• **Exercise aim**
Where in the material does the word "WordTimingExtractor" appear? Copy each line that has it.

• **Data**
use std::collections::{HashMap, VecDeque};
use std::path::PathBuf;
use std::sync::mpsc::{self, RecvTimeoutError};
use std::sync::Arc;
use std::thread;
use std::time::{Duration, Instant};

use serde::Serialize;

use crate::alignment::report::{
    AlignmentIssue, AlignmentReport, ExtractionStatus, MatchOutcome, VisualOutcome,
};
use crate::assets::prefix_image_url;
use crate::audio::{probe_duration_secs, resolve_audio_path, resolve_segment_duration, DurationSource};
use crate::config::SyncConfig;
use crate::document::Segment;
use crate::error::SyncError;
use crate::extract::sanitize_word_timings;
use crate::pipeline::traits::{
    DocumentStore, ReferenceMatcher, TimelineReconstructor, WordTimingExtractor,
};
use crate::store::locks::acquire;
use crate::store::{segment_mut, ProjectLocks, SegmentIndex};
use crate::types::{round_secs, TimingStamp, WordTiming};

/// Visuals needed before a segment's timing is worth reorganizing.
const MIN_VISUALS_TO_ALIGN: usize = 2;

/// Places each visual of a narrated segment on the narration timeline.
pub struct VisualAligner {
    config: SyncConfig,
    extractor: Arc<dyn WordTimingExtractor>,
    matcher: Box<dyn ReferenceMatcher>,
    reconstructor: Box<dyn TimelineReconstructor>,
    store: Arc<dyn DocumentStore>,
    locks: ProjectLocks,
}

pub(crate) struct VisualAlignerParts {
    pub config: SyncConfig,
    pub extractor: Arc<dyn WordTimingExtractor>,
    pub matcher: Box<dyn ReferenceMatcher>,
    pub reconstructor: Box<dyn TimelineReconstructor>,
    pub store: Arc<dyn DocumentStore>,
}

#[derive(Debug, Clone, PartialEq, Serialize)]
pub struct SegmentAlignment {
    pub segment: Segment,
    pub report: AlignmentReport,
}

#[derive(Debug, Clone, PartialEq, Serialize)]
pub struct ProjectAlignment {
    pub project_id: String,
    /// Revision of the stored document after this run.
    pub revision: u64,
    pub reports: Vec<AlignmentReport>,
}

struct PendingOutcome {
    reference_text: String,
    outcome: MatchOutcome,
    distance: Option<usize>,
}

impl VisualAligner {
    pub(crate) fn from_parts(parts: VisualAlignerParts) -> Self {
        Self {
            config: parts.config,
            extractor: parts.extractor,
            matcher: parts.matcher,
            reconstructor: parts.reconstructor,
            store: parts.store,
            locks: ProjectLocks::new(),
        }
    }

    pub fn config(&self) -> &SyncConfig {
        &self.config
    }

    pub fn store(&self) -> &Arc<dyn DocumentStore> {
        &self.store
    }

    /// Align one segment in memory. Never fails: extraction and matching
    /// problems degrade into report issues and untouched visuals.
    pub fn organize_segment_visuals(&self, segment: Segment) -> SegmentAlignment {
        let segment_id = segment.id.to_string();
        let visual_count = segment.visuals.len();
        if visual_count < MIN_VISUALS_TO_ALIGN {
            tracing::debug!(
                segment_id = %segment_id,
                visual_count,
                "aligner: too few visuals, segment left unchanged"
            );
            let report = AlignmentReport::skipped(segment_id, segment.duration, visual_count);
            return SegmentAlignment { segment, report };
        }

        let started = Instant::now();
        let mut segment = segment;
        let mut issues = Vec::new();

        let audio_path = (!segment.audio_url.is_blank())
            .then(|| resolve_audio_path(&self.config.media_root, segment.audio_url.as_str()));
        if let Some(path) = &audio_path {
            self.apply_audio_duration(&mut segment, path);
        }

        let (words, extraction) = match audio_path {
            Some(path) if segment.has_narration_audio() => {
                self.extract_words(path, segment.narration_text.as_str().to_string())
            }
            _ => (Vec::new(), ExtractionStatus::NoAudio),
        };
        if words.is_empty() {
            let reason = match &extraction {
                ExtractionStatus::NoAudio => "segment has no narration audio or text".to_string(),
                ExtractionStatus::Empty => "extractor returned no words".to_string(),
                ExtractionStatus::Failed { reason } => reason.clone(),
                ExtractionStatus::TimedOut { timeout_secs } => {
                    format!("extraction timed out after {timeout_secs}s")
                }
                ExtractionStatus::Extracted { .. } => "no usable words".to_string(),
            };
            tracing::warn!(
                segment_id = %segment_id,
                reason = %reason,
                "aligner: no word timings, visuals keep their stored timing"
            );
            issues.push(AlignmentIssue::NoTimingData { reason });
        }

        let mut pending: HashMap<String, VecDeque<PendingOutcome>> = HashMap::new();
        for visual in &mut segment.visuals {
            let reference_text = visual.reference_text.as_str().trim().to_string();
            let (outcome, distance) = if reference_text.is_empty() {
                (MatchOutcome::NoReference, None)
            } else if words.is_empty() {
                (MatchOutcome::NotAttempted, None)
            } else {
                let result = self.matcher.locate(&reference_text, &words);
                match (result.found, result.start, result.end) {
                    (true, Some(start), Some(end)) => {
                        visual.timestamp = round_secs(start);
                        visual.duration = round_secs(end - start);
                        tracing::debug!(
                            segment_id = %segment_id,
                            visual_id = %visual.id,
                            start,
                            end,
                            fuzzy = result.fuzzy_found,
                            "aligner: reference located"
                        );
                        let outcome = if result.fuzzy_found {
                            MatchOutcome::Fuzzy
                        } else {
                            MatchOutcome::Exact
                        };
                        (outcome, result.distance)
                    }
                    _ => {
                        tracing::warn!(
                            segment_id = %segment_id,
                            visual_id = %visual.id,
                            reference_text = %reference_text,
                            "aligner: reference text not found in narration"
                        );
                        issues.push(AlignmentIssue::ReferenceNotFound {
                            visual_id: visual.id.to_string(),
                            reference_text: reference_text.clone(),
                        });
                        (MatchOutcome::NotFound, None)
                    }
                }
            };
            visual
                .image_url
                .map_text(|url| prefix_image_url(url, &self.config.image_url_prefix));
            pending
                .entry(visual.id.to_string())
                .or_default()
                .push_back(PendingOutcome {
                    reference_text,
                    outcome,
                    distance,
                });
        }

        issues.extend(
            self.reconstructor
                .reconstruct(&mut segment.visuals, segment.duration),
        );
        segment.word_timings = words.iter().map(TimingStamp::from).collect();

        let visuals = segment
            .visuals
            .iter()
            .map(|visual| {
                let visual_id = visual.id.to_string();
                let pending = pending
                    .get_mut(&visual_id)
                    .and_then(VecDeque::pop_front)
                    .unwrap_or(PendingOutcome {
                        reference_text: visual.reference_text.as_str().to_string(),
                        outcome: MatchOutcome::NotAttempted,
                        distance: None,
                    });
                VisualOutcome {
                    visual_id,
                    reference_text: pending.reference_text,
                    outcome: pending.outcome,
                    distance: pending.distance,
                    timestamp: visual.timestamp,
                    duration: visual.duration,
                }
            })
            .collect();

        let report = AlignmentReport {
            segment_id,
            skipped: None,
            extraction: Some(extraction),
            segment_duration: segment.duration,
            visuals,
            issues,
        };
        tracing::info!(
            segment_id = %report.segment_id,
            visuals = visual_count,
            exact = report.count(MatchOutcome::Exact),
            fuzzy = report.count(MatchOutcome::Fuzzy),
            not_found = report.count(MatchOutcome::NotFound),
            issues = report.issues.len(),
            elapsed_ms = started.elapsed().as_millis() as u64,
            "aligner: segment organized"
        );
        SegmentAlignment { segment, report }
    }

    /// Align `segment` and write its visuals, word timings and duration into
    /// `project -> section -> segment`. The save is all-or-nothing; its
    /// failure is returned, never retried here.
    pub fn organize_segment_in_project(
        &self,
        project_id: &str,
        section_id: &str,
        segment: Segment,
    ) -> Result<SegmentAlignment, SyncError> {
        if segment.visuals.is_empty() {
            return Err(SyncError::NoVisuals {
                segment_id: segment.id.to_string(),
            });
        }
        if segment.visuals.len() < MIN_VISUALS_TO_ALIGN {
            return Ok(self.organize_segment_visuals(segment));
        }

        let handle = self.locks.handle(project_id);
        let _guard = acquire(&handle);

        let mut document = self.load_project(project_id)?;
        let index = SegmentIndex::build(&document)?;
        let position = index.locate(project_id, section_id, &segment.id.to_string())?;

        let alignment = self.organize_segment_visuals(segment);
        let stored = segment_mut(&mut document, position);
        stored.visuals = alignment.segment.visuals.clone();
        stored.word_timings = alignment.segment.word_timings.clone();
        stored.duration = alignment.segment.duration;

        let revision = self.store.save(&document)?;
        tracing::info!(
            project_id,
            section_id,
            segment_id = %alignment.report.segment_id,
            revision,
            "aligner: segment persisted"
        );
        Ok(alignment)
    }

    /// Align every segment of a stored project and save the document once.
    pub fn organize_project(&self, project_id: &str) -> Result<ProjectAlignment, SyncError> {
        let handle = self.locks.handle(project_id);
        let _guard = acquire(&handle);

        let mut document = self.load_project(project_id)?;
        let mut reports = Vec::new();
        let mut changed = false;
        for section in &mut document.content.sections {
            for stored in &mut section.segments {
                let alignment = self.organize_segment_visuals(stored.clone());
                if alignment.report.skipped.is_none() {
                    stored.visuals = alignment.segment.visuals;
                    stored.word_timings = alignment.segment.word_timings;
                    stored.duration = alignment.segment.duration;
                    changed = true;
                }
                reports.push(alignment.report);
            }
        }

        let revision = if changed {
            self.store.save(&document)?
        } else {
            document.revision
        };
        tracing::info!(
            project_id,
            segments = reports.len(),
            revision,
            saved = changed,
            "aligner: project organized"
        );
        Ok(ProjectAlignment {
            project_id: project_id.to_string(),
            revision,
            reports,
        })
    }

    fn load_project(&self, project_id: &str) -> Result<crate::document::ProjectDocument, SyncError> {
        self.store
            .load(project_id)?
            .ok_or_else(|| SyncError::ProjectNotFound {
                project_id: project_id.to_string(),
            })
    }

    fn apply_audio_duration(&self, segment: &mut Segment, audio_path: &std::path::Path) {
        if !audio_path.exists() {
            tracing::debug!(
                segment_id = %segment.id,
                path = %audio_path.display(),
                "aligner: narration audio missing, keeping stored duration"
            );
            return;
        }
        let measured = match probe_duration_secs(audio_path) {
            Ok(measured) => measured,
            Err(err) => {
                tracing::warn!(
                    segment_id = %segment.id,
                    error = %err,
                    "aligner: could not measure narration audio"
                );
                None
            }
        };
        let decision = resolve_segment_duration(
            segment.duration,
            measured,
            self.config.duration_tolerance_secs,
        );
        if decision.source == DurationSource::Measured && decision.duration != segment.duration {
            tracing::info!(
                segment_id = %segment.id,
                stored = segment.duration,
                measured = decision.duration,
                "aligner: segment duration replaced by audio length"
            );
            segment.duration = decision.duration;
        }
    }

    /// Runs the extractor at most once, on a helper thread, bounded by the
    /// configured timeout. A timed-out helper is detached and its late
    /// result discarded; backends that spawn work bound it by the same
    /// timeout (see `build_extractor`).
    fn extract_words(
        &self,
        audio_path: PathBuf,
        transcript: String,
    ) -> (Vec<WordTiming>, ExtractionStatus) {
        let timeout = self.config.extraction_timeout();
        let extractor = Arc::clone(&self.extractor);
        let (tx, rx) = mpsc::channel();
        let spawned = thread::Builder::new()
            .name("word-timing-extract".to_string())
            .spawn(move || {
                let _ = tx.send(extractor.extract(&audio_path, &transcript));
            });
        if let Err(err) = spawned {
            return failed(format!("could not start extraction thread: {err}"));
        }

        match rx.recv_timeout(timeout) {
            Ok(Ok(words)) => {
                let words = sanitize_word_timings(words);
                if words.is_empty() {
                    (words, ExtractionStatus::Empty)
                } else {
                    let word_count = words.len();
                    (words, ExtractionStatus::Extracted { word_count })
                }
            }
            Ok(Err(err)) => failed(err.to_string()),
            Err(RecvTimeoutError::Timeout) => (
                Vec::new(),
                ExtractionStatus::TimedOut {
                    timeout_secs: duration_secs(timeout),
                },
            ),
            Err(RecvTimeoutError::Disconnected) => {
                failed("extractor stopped without a result".to_string())
            }
        }
    }
}

fn failed(reason: String) -> (Vec<WordTiming>, ExtractionStatus) {
    (Vec::new(), ExtractionStatus::Failed { reason })
}

fn duration_secs(duration: Duration) -> f64 {
    round_secs(duration.as_secs_f64())
}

• **Completed exercise**
    DocumentStore, ReferenceMatcher, TimelineReconstructor, WordTimingExtractor,
    extractor: Arc<dyn WordTimingExtractor>,
    pub extractor: Arc<dyn WordTimingExtractor>,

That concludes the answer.